Dataset records
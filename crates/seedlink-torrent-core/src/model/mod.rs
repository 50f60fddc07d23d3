//! Torrent snapshots and client DTOs shared across the workspace.
//!
//! # Design
//! - Snapshots are plain data; the engine never mutates them once received.
//! - Client-facing paths stay as strings because they are interpreted by the
//!   remote client, not by this process.

use std::fmt;

use serde::{Deserialize, Serialize};

use crate::error::{TorrentError, TorrentResult};

/// Source describing how a torrent should be handed to the client.
#[derive(Debug, Clone, Serialize, Deserialize, PartialEq, Eq)]
#[serde(tag = "type", rename_all = "snake_case")]
pub enum TorrentSource {
    /// Represents a magnet URI that the client resolves itself.
    Magnet {
        /// Magnet URI to resolve and add.
        uri: String,
    },
    /// Represents raw `.torrent` metainfo bytes.
    Metainfo {
        /// Bencoded metainfo payload.
        bytes: Vec<u8>,
    },
}

impl TorrentSource {
    #[must_use]
    /// Convenience constructor for magnet-based sources.
    pub fn magnet(uri: impl Into<String>) -> Self {
        Self::Magnet { uri: uri.into() }
    }

    #[must_use]
    /// Convenience constructor for metainfo-based sources.
    pub fn metainfo(bytes: impl Into<Vec<u8>>) -> Self {
        Self::Metainfo {
            bytes: bytes.into(),
        }
    }
}

/// Lower-case hex content identifier of a torrent.
#[derive(Debug, Clone, PartialEq, Eq, Hash, PartialOrd, Ord, Serialize, Deserialize)]
#[serde(try_from = "String", into = "String")]
pub struct TorrentHash(String);

impl TorrentHash {
    /// Parse a hex info-hash, normalising it to lower case.
    ///
    /// # Errors
    ///
    /// Returns [`TorrentError::InvalidHash`] when the value is empty or contains
    /// non-hex characters.
    pub fn parse(value: &str) -> TorrentResult<Self> {
        let trimmed = value.trim();
        if trimmed.is_empty() || !trimmed.chars().all(|ch| ch.is_ascii_hexdigit()) {
            return Err(TorrentError::InvalidHash {
                value: value.to_string(),
            });
        }
        Ok(Self(trimmed.to_ascii_lowercase()))
    }

    /// Hex-encode a raw digest (e.g. the 20-byte v1 info-hash).
    #[must_use]
    pub fn from_bytes(digest: &[u8]) -> Self {
        use std::fmt::Write as _;
        let mut hex = String::with_capacity(digest.len() * 2);
        for byte in digest {
            let _ = write!(hex, "{byte:02x}");
        }
        Self(hex)
    }

    /// Full hash as a string slice.
    #[must_use]
    pub fn as_str(&self) -> &str {
        &self.0
    }

    /// First eight hex characters (or the whole hash when shorter).
    #[must_use]
    pub fn short(&self) -> &str {
        self.0.get(..8).unwrap_or(&self.0)
    }
}

impl fmt::Display for TorrentHash {
    fn fmt(&self, f: &mut fmt::Formatter<'_>) -> fmt::Result {
        f.write_str(&self.0)
    }
}

impl TryFrom<String> for TorrentHash {
    type Error = TorrentError;

    fn try_from(value: String) -> Result<Self, Self::Error> {
        Self::parse(&value)
    }
}

impl From<TorrentHash> for String {
    fn from(hash: TorrentHash) -> Self {
        hash.0
    }
}

/// One file inside a torrent, addressed by its relative path.
#[derive(Debug, Clone, PartialEq, Eq, Hash, Serialize, Deserialize)]
pub struct FileEntry {
    /// Relative path inside the torrent, `/`-separated.
    pub path: String,
    /// File size in bytes.
    pub size: u64,
}

impl FileEntry {
    /// Construct a new file entry.
    #[must_use]
    pub fn new(path: impl Into<String>, size: u64) -> Self {
        Self {
            path: path.into(),
            size,
        }
    }
}

/// Client content-layout setting applied when a torrent is added.
#[derive(Debug, Clone, Copy, Default, PartialEq, Eq, Hash, Serialize, Deserialize)]
pub enum ContentLayout {
    /// Keep the torrent's own structure.
    #[default]
    Original,
    /// Always create a root folder.
    Subfolder,
    /// Strip the root folder if one exists.
    NoSubfolder,
}

impl ContentLayout {
    /// Render the layout using the client's canonical spelling.
    #[must_use]
    pub const fn as_str(self) -> &'static str {
        match self {
            Self::Original => "Original",
            Self::Subfolder => "Subfolder",
            Self::NoSubfolder => "NoSubfolder",
        }
    }
}

impl fmt::Display for ContentLayout {
    fn fmt(&self, f: &mut fmt::Formatter<'_>) -> fmt::Result {
        f.write_str(self.as_str())
    }
}

/// Torrent offered for cross-seeding (from RSS, webhook, or search).
#[derive(Debug, Clone, Serialize, Deserialize)]
pub struct IncomingTorrent {
    /// Content identifier.
    pub hash: TorrentHash,
    /// Display name from the metainfo.
    pub name: String,
    /// Files in metainfo order.
    pub files: Vec<FileEntry>,
    /// Piece length in bytes.
    pub piece_length: u64,
    /// Total number of pieces declared by the metainfo.
    pub piece_count: u64,
    /// Content layout the client would apply by default.
    pub content_layout: ContentLayout,
    /// Tracker domain the torrent was announced on.
    pub tracker: String,
    /// Indexer that supplied the torrent, when known.
    #[serde(default)]
    pub indexer: Option<String>,
    /// Payload handed to the client on add.
    pub source: TorrentSource,
}

impl IncomingTorrent {
    /// Sum of all file sizes.
    #[must_use]
    pub fn total_size(&self) -> u64 {
        self.files.iter().map(|file| file.size).sum()
    }
}

/// Snapshot of an already-seeded torrent selected by the matcher.
#[derive(Debug, Clone, Serialize, Deserialize)]
pub struct MatchedTorrent {
    /// Content identifier.
    pub hash: TorrentHash,
    /// Display name on the client.
    pub name: String,
    /// Current save path as reported by the client.
    pub save_path: String,
    /// Category assigned on the client (empty when uncategorised).
    #[serde(default)]
    pub category: String,
    /// Whether the client manages the save path through category rules.
    #[serde(default)]
    pub auto_managed: bool,
    /// Files in metainfo order.
    pub files: Vec<FileEntry>,
    /// Completion percentage in the range `0.0..=100.0`.
    pub progress: f64,
}

impl MatchedTorrent {
    /// Whether the torrent is fully downloaded and therefore eligible as a source.
    #[must_use]
    pub fn is_complete(&self) -> bool {
        self.progress >= 100.0
    }
}

/// Identifier returned by the client after admitting a torrent.
#[derive(Debug, Clone, PartialEq, Eq, Hash, Serialize, Deserialize)]
pub struct ClientTorrentId(pub String);

/// Coarse activity state reported by the client.
#[derive(Debug, Clone, Copy, PartialEq, Eq, Serialize, Deserialize)]
#[serde(rename_all = "snake_case")]
pub enum TorrentActivity {
    /// Hash check in progress.
    CheckingFiles,
    /// Waiting in the hash-check queue.
    QueuedForChecking,
    /// Client is validating resume data.
    CheckingResumeData,
    /// Stopped by the user or by add options.
    Paused,
    /// Actively downloading.
    Downloading,
    /// Complete and uploading.
    Seeding,
    /// Active with no peers.
    Stalled,
    /// Client reports files missing on disk.
    MissingFiles,
    /// Client reports an error.
    Error,
    /// Anything the adapter could not classify.
    Unknown,
}

impl TorrentActivity {
    /// Whether the client is still verifying pieces.
    #[must_use]
    pub const fn is_checking(self) -> bool {
        matches!(
            self,
            Self::CheckingFiles | Self::QueuedForChecking | Self::CheckingResumeData
        )
    }
}

/// Point-in-time torrent state reported by the client.
#[derive(Debug, Clone, Serialize, Deserialize)]
pub struct ClientTorrentState {
    /// Torrent the state belongs to.
    pub hash: TorrentHash,
    /// Completion percentage in the range `0.0..=100.0`.
    pub progress: f64,
    /// Current activity.
    pub activity: TorrentActivity,
    /// Files as currently named on the client.
    #[serde(default)]
    pub files: Vec<FileEntry>,
}

/// Fully-resolved add request handed to the client collaborator.
#[derive(Debug, Clone, Serialize, Deserialize, PartialEq, Eq)]
pub struct AddTorrentRequest {
    /// Hash of the torrent being added.
    pub hash: TorrentHash,
    /// Payload for the client.
    pub source: TorrentSource,
    /// Explicit save path; `None` lets auto-management decide.
    pub save_path: Option<String>,
    /// Category to assign; `None` leaves the torrent uncategorised.
    pub category: Option<String>,
    /// Whether the client should manage the save path.
    pub auto_managed: bool,
    /// Content layout to apply.
    pub content_layout: ContentLayout,
    /// Whether the client may skip the initial hash check.
    pub skip_checking: bool,
    /// Whether the torrent is added stopped.
    pub paused: bool,
    /// Tags to attach.
    #[serde(default)]
    pub tags: Vec<String>,
}

#[cfg(test)]
mod tests {
    use super::*;

    #[test]
    fn torrent_source_helpers_construct_variants() {
        let magnet = TorrentSource::magnet("magnet:?xt=urn:btih:abc");
        assert!(matches!(magnet, TorrentSource::Magnet { .. }));
        let meta = TorrentSource::metainfo(vec![1_u8, 2, 3]);
        assert!(matches!(meta, TorrentSource::Metainfo { bytes } if bytes.len() == 3));
    }

    #[test]
    fn hash_parse_lowercases_and_shortens() -> Result<(), TorrentError> {
        let hash = TorrentHash::parse(" ABCDEF1234567890 ")?;
        assert_eq!(hash.as_str(), "abcdef1234567890");
        assert_eq!(hash.short(), "abcdef12");
        assert_eq!(TorrentHash::parse("abc")?.short(), "abc");
        assert_eq!(TorrentHash::from_bytes(&[0xAB, 0x01]).as_str(), "ab01");
        Ok(())
    }

    #[test]
    fn hash_parse_rejects_non_hex() {
        assert!(matches!(
            TorrentHash::parse("xyz"),
            Err(TorrentError::InvalidHash { .. })
        ));
        assert!(TorrentHash::parse("").is_err());
    }

    #[test]
    fn hash_deserialises_through_validation() {
        let ok: Result<TorrentHash, _> = serde_json::from_str("\"ABCD\"");
        assert_eq!(ok.map(String::from).ok(), Some("abcd".to_string()));
        let bad: Result<TorrentHash, _> = serde_json::from_str("\"nope\"");
        assert!(bad.is_err());
    }

    #[test]
    fn matched_completion_requires_full_progress() {
        let mut matched = MatchedTorrent {
            hash: TorrentHash("aa".into()),
            name: "x".into(),
            save_path: "/data".into(),
            category: String::new(),
            auto_managed: false,
            files: vec![FileEntry::new("x.mkv", 1)],
            progress: 99.9,
        };
        assert!(!matched.is_complete());
        matched.progress = 100.0;
        assert!(matched.is_complete());
    }

    #[test]
    fn checking_activities_are_classified() {
        assert!(TorrentActivity::CheckingFiles.is_checking());
        assert!(TorrentActivity::QueuedForChecking.is_checking());
        assert!(!TorrentActivity::Paused.is_checking());
        assert_eq!(ContentLayout::NoSubfolder.to_string(), "NoSubfolder");
    }
}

■ PROBLEM TO SOLVE
Looking only at the entries, count the lines that contain the word "Represents", then state that count and nothing else.

■ ANSWER BOX
2